Like many Mokole people in Benin, west Africa, these children had never been treated by a physician. And as children of the local sorcerer, they had never heard about Jesus Christ. But by the end of the day, the children had both their bodies and souls treated by the Christian medical team.
A Southern Baptist volunteer medical team from Florida recently shared the gospel with many people who would not normally hear it, including the sorcerer’s children and eight elders of a local mosque. They treated more than 1,100 people, and were the first volunteer medical team to work among the Mokole.
More than 58,000 Mokole people live in northern Benin. Most practice either animism or Islam, with a Muslim mosque in almost every Mokole village. Traditionally, the Mokole have shown indifference and wariness towards Christianity.
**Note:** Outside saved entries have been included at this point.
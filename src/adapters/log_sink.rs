//! Log-based event sink adapter.
//!
//! Implements [`EventSink`] by writing structured application events to
//! the `log` facade (the ESP-IDF logger on target).  This is separate from
//! the serial status line; both can run side by side.

use log::{debug, info, warn};

use crate::app::events::AppEvent;
use crate::app::ports::EventSink;

/// Adapter that logs every [`AppEvent`] to the console.
#[derive(Default)]
pub struct LogEventSink;

impl LogEventSink {
    pub fn new() -> Self {
        Self
    }
}

impl EventSink for LogEventSink {
    fn emit(&mut self, event: &AppEvent) {
        match event {
            AppEvent::Status(s) => {
                let raw = s.raw_c.map_or(-1, i16::from);
                let avg = s.smoothed_c.map_or(-1, i16::from);
                debug!(
                    "STATUS | sp={}\u{00b0}C raw={} avg={}\u{00b0}C | override={} coil={:?} | \
                     faults=0b{:08b} | up={}ms",
                    s.setpoint_c, raw, avg, s.override_active, s.coil, s.fault_flags, s.uptime_ms,
                );
            }
            AppEvent::CoilChanged { from, to, cause } => {
                info!("COIL | {:?} -> {:?} ({:?})", from, to, cause);
            }
            AppEvent::SensorLost => {
                warn!("SENSOR | lost");
            }
            AppEvent::SensorRecovered => {
                info!("SENSOR | recovered");
            }
            AppEvent::Started => {
                info!("START | coil off, warming up");
            }
        }
    }
}
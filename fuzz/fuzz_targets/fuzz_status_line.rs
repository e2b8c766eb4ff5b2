//! Fuzz target: `format_status`
//!
//! Any combination of report fields must render without truncation into
//! the fixed-capacity line buffer.
//!
//! cargo fuzz run fuzz_status_line

#![no_main]

use libfuzzer_sys::fuzz_target;
use relaytherm::adapters::serial_sink::format_status;
use relaytherm::app::events::StatusReport;
use relaytherm::control::CoilState;

fuzz_target!(|data: [u8; 5]| {
    let [setpoint_c, raw, smoothed_c, flags, fault_flags] = data;
    let report = StatusReport {
        setpoint_c,
        raw_c: (flags & 1 != 0).then_some(raw),
        smoothed_c: (flags & 8 != 0).then_some(smoothed_c),
        override_active: flags & 2 != 0,
        coil: if flags & 4 != 0 { CoilState::On } else { CoilState::Off },
        fault_flags,
        uptime_ms: 0,
    };
    let line = format_status(&report);
    assert!(line.starts_with("\r\nsp: "));
    assert!(line.ends_with(if report.override_active { "trig: 1" } else { "trig: 0" }));
});
//! Dual-mode request pipeline: validation, strategy selection, admission,
//! and teardown sequencing.

use std::sync::Arc;

use tokio::sync::{OwnedSemaphorePermit, Semaphore};
use tracing::{debug, info_span, Instrument};
use uuid::Uuid;

use crate::artifact::{safe_filename, Pdf};
use crate::config::RenderConfig;
use crate::engine::{Engine, EngineLauncher, Session};
use crate::error::{RenderError, Result};
use crate::lifecycle::SharedEngine;
use crate::renderer::{self, RenderBudgets};

/// Which resource strategy a request runs under.
#[derive(Debug, Clone, Copy, PartialEq, Eq)]
pub enum RenderMode {
    /// Fresh engine handle, private to the request, destroyed afterwards.
    Isolated,
    /// Long-lived shared handle, fresh session per request.
    Shared,
}

/// Input envelope for one render.
#[derive(Debug, Clone, Default)]
pub struct RenderRequest {
    pub html: String,
    pub filename: Option<String>,
    pub correlation_id: Option<String>,
}

/// A finished render: the artifact plus the resources whose close is
/// deferred until the response has finished transmitting.
pub struct RenderOutcome {
    pub pdf: Pdf,
    pub filename: String,
    pub correlation_id: String,
    pub teardown: Teardown,
}

/// Deferred close of per-request resources.
///
/// Runs when [`Teardown::run`] is awaited. If the outcome is abandoned
/// instead (the client vanished before the response could be delivered),
/// the drop impl detaches the same cleanup, so resources are released on
/// every path. Shared-mode teardown never holds the engine handle.
pub struct Teardown {
    session: Option<Arc<dyn Session>>,
    engine: Option<Arc<dyn Engine>>,
    correlation_id: String,
}

impl Teardown {
    pub async fn run(mut self) {
        let session = self.session.take();
        let engine = self.engine.take();
        close_resources(session, engine, &self.correlation_id).await;
    }
}

impl Drop for Teardown {
    fn drop(&mut self) {
        let session = self.session.take();
        let engine = self.engine.take();
        if session.is_none() && engine.is_none() {
            return;
        }
        let correlation_id = self.correlation_id.clone();
        debug!(
            correlation_id = %correlation_id,
            "response abandoned before completion, releasing render resources"
        );
        // Dropping may happen while the runtime is shutting down; a panic
        // here would abort the process.
        if let Ok(handle) = tokio::runtime::Handle::try_current() {
            handle.spawn(async move {
                close_resources(session, engine, &correlation_id).await;
            });
        }
    }
}

async fn close_resources(
    session: Option<Arc<dyn Session>>,
    engine: Option<Arc<dyn Engine>>,
    correlation_id: &str,
) {
    if let Some(session) = session {
        if session.close().await.is_err() {
            debug!(correlation_id, "session close failed during teardown");
        }
    }
    if let Some(engine) = engine {
        if engine.close().await.is_err() {
            debug!(correlation_id, "engine close failed during teardown");
        }
    }
}

/// Executes renders under either resource strategy.
#[derive(Clone)]
pub struct RenderService {
    inner: Arc<ServiceInner>,
}

struct ServiceInner {
    launcher: Arc<dyn EngineLauncher>,
    shared: SharedEngine,
    budgets: RenderBudgets,
    admission: Option<Arc<Semaphore>>,
}

impl RenderService {
    pub fn new(launcher: Arc<dyn EngineLauncher>, config: &RenderConfig) -> Self {
        let shared = SharedEngine::new(launcher.clone());
        let admission = config
            .max_concurrent
            .map(|permits| Arc::new(Semaphore::new(permits.max(1))));
        Self {
            inner: Arc::new(ServiceInner {
                launcher,
                shared,
                budgets: RenderBudgets::from(config),
                admission,
            }),
        }
    }

    pub fn shared_engine(&self) -> &SharedEngine {
        &self.inner.shared
    }

    /// Runs one render to completion.
    ///
    /// Input is validated before any engine resource is touched. The render
    /// itself runs on a detached task: dropping the returned future (client
    /// disconnect) leaves the render running server-side, and the abandoned
    /// outcome releases its own resources.
    pub async fn render(&self, mode: RenderMode, request: RenderRequest) -> Result<RenderOutcome> {
        if request.html.trim().is_empty() {
            return Err(RenderError::invalid_input(
                "html must be a non-empty string",
            ));
        }

        let correlation_id = request
            .correlation_id
            .filter(|id| !id.is_empty())
            .unwrap_or_else(|| Uuid::new_v4().to_string());
        let filename = safe_filename(request.filename.as_deref());

        let permit = match &self.inner.admission {
            Some(semaphore) => Some(
                semaphore
                    .clone()
                    .acquire_owned()
                    .await
                    .map_err(|_| RenderError::engine("render admission closed"))?,
            ),
            None => None,
        };

        let service = self.inner.clone();
        let html = request.html;
        let id = correlation_id.clone();
        let span = info_span!("render", mode = ?mode, correlation_id = %correlation_id);
        let task = tokio::spawn(
            async move { execute(service, mode, html, filename, id, permit).await }.instrument(span),
        );

        match task.await {
            Ok(outcome) => outcome,
            Err(join_err) => Err(RenderError::engine(format!(
                "render task failed: {join_err}"
            ))),
        }
    }
}

async fn execute(
    service: Arc<ServiceInner>,
    mode: RenderMode,
    html: String,
    filename: String,
    correlation_id: String,
    _permit: Option<OwnedSemaphorePermit>,
) -> Result<RenderOutcome> {
    match mode {
        RenderMode::Isolated => {
            // A private engine, launched for this request alone.
            let engine = service.launcher.launch().await?;
            match renderer::render(engine.as_ref(), &html, &correlation_id, service.budgets).await {
                Ok((session, pdf)) => Ok(RenderOutcome {
                    pdf,
                    filename,
                    correlation_id: correlation_id.clone(),
                    teardown: Teardown {
                        session: Some(session),
                        engine: Some(engine),
                        correlation_id,
                    },
                }),
                Err(err) => {
                    // The coordinator already closed the session; the private
                    // engine goes with it.
                    if engine.close().await.is_err() {
                        debug!(
                            correlation_id = %correlation_id,
                            "engine close failed after render failure"
                        );
                    }
                    Err(err)
                }
            }
        }
        RenderMode::Shared => {
            let engine = service.shared.acquire().await?;
            let (session, pdf) =
                renderer::render(engine.as_ref(), &html, &correlation_id, service.budgets).await?;
            Ok(RenderOutcome {
                pdf,
                filename,
                correlation_id: correlation_id.clone(),
                teardown: Teardown {
                    session: Some(session),
                    engine: None,
                    correlation_id,
                },
            })
        }
    }
}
The team first traveled to the village of Sah, where the mayor’s family was among 488 people treated.
“The medical missions ministry has increased our level of acceptance,” said Sam Parham, a Southern Baptist International Mission Board missionary from Gainesville, Fla. “And in the Mokole culture, acceptance is the key first step.”
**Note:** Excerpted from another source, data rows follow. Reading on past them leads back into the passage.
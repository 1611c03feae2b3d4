//! Rendered artifact handling: signature validation, download naming, and
//! HTTP response framing.

use axum::body::Body;
use axum::http::{header, HeaderValue, StatusCode};
use axum::response::Response;
use bytes::Bytes;

/// Leading magic bytes of every well-formed PDF.
pub const PDF_SIGNATURE: &[u8; 5] = b"%PDF-";

/// Download name used when the requested filename sanitizes to nothing.
pub const DEFAULT_FILENAME: &str = "document.pdf";

/// A rendered PDF artifact.
#[derive(Debug, Clone)]
pub struct Pdf {
    bytes: Bytes,
}

impl Pdf {
    pub fn new(bytes: Vec<u8>) -> Self {
        Self {
            bytes: Bytes::from(bytes),
        }
    }

    pub fn len(&self) -> usize {
        self.bytes.len()
    }

    pub fn is_empty(&self) -> bool {
        self.bytes.is_empty()
    }

    /// Whether the artifact starts with the `%PDF-` magic.
    ///
    /// The check is observational: an unsigned artifact is logged by the
    /// caller and still returned to the client unmodified.
    pub fn has_signature(&self) -> bool {
        self.bytes.len() >= PDF_SIGNATURE.len() && &self.bytes[..PDF_SIGNATURE.len()] == PDF_SIGNATURE
    }

    pub fn bytes(&self) -> &Bytes {
        &self.bytes
    }

    pub fn into_bytes(self) -> Bytes {
        self.bytes
    }
}

/// Frames a PDF download response around an already-complete artifact body.
pub fn frame_response(filename: &str, content_length: usize, body: Body) -> Response {
    let mut response = Response::new(body);
    *response.status_mut() = StatusCode::OK;

    let headers = response.headers_mut();
    headers.insert(header::CONTENT_TYPE, HeaderValue::from_static("application/pdf"));

    if let Ok(value) = HeaderValue::from_str(&content_length.to_string()) {
        headers.insert(header::CONTENT_LENGTH, value);
    }

    let safe_name = filename.replace('"', "'");
    if let Ok(value) = HeaderValue::from_str(&format!("attachment; filename=\"{safe_name}\"")) {
        headers.insert(header::CONTENT_DISPOSITION, value);
    }

    response
}

/// Produces a download name safe to embed in a `Content-Disposition` header.
///
/// Path-separator runs collapse to a single underscore, characters outside
/// the allow-list are stripped, leading dots are trimmed, and the result is
/// guaranteed to end in `.pdf` exactly once (case preserved). An empty or
/// fully-stripped request falls back to [`DEFAULT_FILENAME`].
pub fn safe_filename(requested: Option<&str>) -> String {
    let raw = match requested {
        Some(raw) if !raw.trim().is_empty() => raw.trim(),
        _ => return DEFAULT_FILENAME.to_string(),
    };

    let mut collapsed = String::with_capacity(raw.len());
    let mut in_separator = false;
    for c in raw.chars() {
        if c == '/' || c == '\\' {
            if !in_separator {
                collapsed.push('_');
                in_separator = true;
            }
        } else {
            collapsed.push(c);
            in_separator = false;
        }
    }

    let cleaned: String = collapsed
        .chars()
        .filter(|c| c.is_ascii_alphanumeric() || matches!(c, '.' | '_' | '-'))
        .collect();
    let stem = cleaned.trim_start_matches('.');

    if stem.is_empty() || stem.chars().all(|c| matches!(c, '.' | '_' | '-')) {
        return DEFAULT_FILENAME.to_string();
    }

    if stem.to_ascii_lowercase().ends_with(".pdf") {
        stem.to_string()
    } else {
        format!("{stem}.pdf")
    }
}

#[cfg(test)]
mod tests {
    use super::*;

    #[test]
    fn signature_check_accepts_well_formed_artifacts() {
        let pdf = Pdf::new(b"%PDF-1.7 rest of document".to_vec());
        assert!(pdf.has_signature());
        assert_eq!(pdf.len(), 24);
    }

    #[test]
    fn signature_check_rejects_unsigned_bytes() {
        assert!(!Pdf::new(b"<html>not a pdf</html>".to_vec()).has_signature());
        assert!(!Pdf::new(b"%PD".to_vec()).has_signature());
        assert!(!Pdf::new(Vec::new()).has_signature());
    }

    #[test]
    fn traversal_attempts_lose_their_separators() {
        let name = safe_filename(Some("../../etc/passwd"));
        assert!(!name.contains('/'));
        assert!(!name.contains('\\'));
        assert!(name.ends_with(".pdf"));
    }

    #[test]
    fn blank_requests_fall_back_to_the_default_name() {
        assert_eq!(safe_filename(Some("")), DEFAULT_FILENAME);
        assert_eq!(safe_filename(Some("   ")), DEFAULT_FILENAME);
        assert_eq!(safe_filename(Some("///")), DEFAULT_FILENAME);
        assert_eq!(safe_filename(None), DEFAULT_FILENAME);
    }

    #[test]
    fn existing_pdf_suffix_keeps_casing_without_doubling() {
        assert_eq!(safe_filename(Some("Report.PDF")), "Report.PDF");
        assert_eq!(safe_filename(Some("invoice.pdf")), "invoice.pdf");
    }

    #[test]
    fn missing_suffix_is_appended() {
        assert_eq!(safe_filename(Some("quarterly report!")), "quarterlyreport.pdf");
        assert_eq!(safe_filename(Some("a b c")), "abc.pdf");
    }

    #[test]
    fn response_frame_carries_download_headers() {
        let response = frame_response("report.pdf", 1234, Body::empty());
        assert_eq!(response.status(), StatusCode::OK);

        let headers = response.headers();
        assert_eq!(headers[header::CONTENT_TYPE], "application/pdf");
        assert_eq!(headers[header::CONTENT_LENGTH], "1234");
        assert_eq!(
            headers[header::CONTENT_DISPOSITION],
            "attachment; filename=\"report.pdf\""
        );
    }
}
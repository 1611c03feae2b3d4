use std::net::SocketAddr;
use std::path::PathBuf;

use clap::Parser;

/// Command-line arguments for the pdfpress binary.
#[derive(Debug, Parser)]
#[command(name = "pdfpress", version, about = "HTML-to-PDF rendering service")]
pub struct Args {
    /// Path to a TOML configuration file.
    #[arg(long, value_name = "PATH")]
    pub config: Option<PathBuf>,

    /// Override the listen address.
    #[arg(long, value_name = "ADDR")]
    pub bind: Option<SocketAddr>,

    /// Override the base log level (trace|debug|info|warn|error).
    #[arg(long, value_name = "LEVEL")]
    pub log_level: Option<String>,

    /// Emit JSON log lines.
    #[arg(long)]
    pub log_json: bool,

    /// Cap simultaneous renders; the default imposes no limit.
    #[arg(long, value_name = "COUNT")]
    pub max_concurrent: Option<usize>,
}

pub fn parse() -> Args {
    Args::parse()
}
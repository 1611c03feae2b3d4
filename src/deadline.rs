//! Deadline enforcement for individual render stages.

use std::future::Future;
use std::time::Duration;

use tokio::time::timeout;

use crate::error::{RenderError, Result};

/// Races `operation` against a timer of `limit`.
///
/// The operation is spawned onto the runtime, so a fired deadline abandons
/// its result rather than cancelling the work; whatever the operation was
/// doing keeps running detached and the failure path is responsible for
/// tearing down any resources it holds. The timer is released on both
/// outcomes, and guards nest freely.
pub async fn with_deadline<T, F>(
    operation: F,
    limit: Duration,
    message: impl Into<String>,
) -> Result<T>
where
    T: Send + 'static,
    F: Future<Output = Result<T>> + Send + 'static,
{
    let mut task = tokio::spawn(operation);
    match timeout(limit, &mut task).await {
        Ok(Ok(result)) => result,
        Ok(Err(join_err)) => Err(RenderError::engine(format!(
            "render stage aborted: {join_err}"
        ))),
        Err(_) => Err(RenderError::Timeout(message.into())),
    }
}

#[cfg(test)]
mod tests {
    use super::*;
    use std::time::Instant;

    #[tokio::test]
    async fn returns_result_when_operation_settles_in_time() {
        let value = with_deadline(
            async { Ok::<_, RenderError>(42) },
            Duration::from_secs(1),
            "should not fire",
        )
        .await
        .unwrap();

        assert_eq!(value, 42);
    }

    #[tokio::test]
    async fn propagates_operation_errors_unchanged() {
        let err = with_deadline(
            async { Err::<(), _>(RenderError::engine("target crashed")) },
            Duration::from_secs(1),
            "should not fire",
        )
        .await
        .unwrap_err();

        assert!(matches!(err, RenderError::Engine(_)));
    }

    #[tokio::test]
    async fn fails_with_supplied_message_when_deadline_fires() {
        let start = Instant::now();
        let err = with_deadline(
            futures::future::pending::<Result<()>>(),
            Duration::from_millis(20),
            "content load exceeded budget",
        )
        .await
        .unwrap_err();

        assert!(matches!(err, RenderError::Timeout(_)));
        assert_eq!(format!("{}", err), "content load exceeded budget");
        assert!(start.elapsed() < Duration::from_secs(1));
    }

    #[tokio::test]
    async fn timed_out_operation_keeps_running_detached() {
        let (tx, rx) = tokio::sync::oneshot::channel::<()>();

        let err = with_deadline(
            async move {
                tokio::time::sleep(Duration::from_millis(50)).await;
                let _ = tx.send(());
                Ok::<_, RenderError>(())
            },
            Duration::from_millis(5),
            "too slow",
        )
        .await
        .unwrap_err();
        assert!(matches!(err, RenderError::Timeout(_)));

        // The spawned operation outlives the guard and still completes.
        rx.await.expect("operation should have kept running");
    }

    #[tokio::test]
    async fn repeated_guards_do_not_interfere() {
        for _ in 0..32 {
            let value = with_deadline(
                async { Ok::<_, RenderError>("ok") },
                Duration::from_millis(50),
                "per-iteration deadline",
            )
            .await
            .unwrap();
            assert_eq!(value, "ok");
        }
    }
}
The team went to Pede, home of the only active evangelical church among the Mokole. Upon arrival, the volunteers realized the building they were to use for the clinic was unsanitary. They went on a hunt for another site, and soon located a newly built pharmacy owned by a local mosque. Although the elders of the mosque had advertised that the pharmacy would be closed to Christians, they allowed the medical team to use the facilities. The elders even visited the clinic to see the doctors.
“As each leader came to each checkpoint in the clinic, they thanked us profusely for helping their village,” missionary Kathy Parham said. “We in turn thanked them and told them we were in their village because we love God and care about their people.”
Missionaries were able to share with seven of the elders tracts written in their language. The eighth was a Fulani man who asked for a tract in his language, too. “We didn’t have any, but we promised him we’d locate one if possible and get it to him,” Parham said.
“Many doors have been opened in both villages and hearts touched. We have yet to see all that God will do through this volunteer mission ministry.”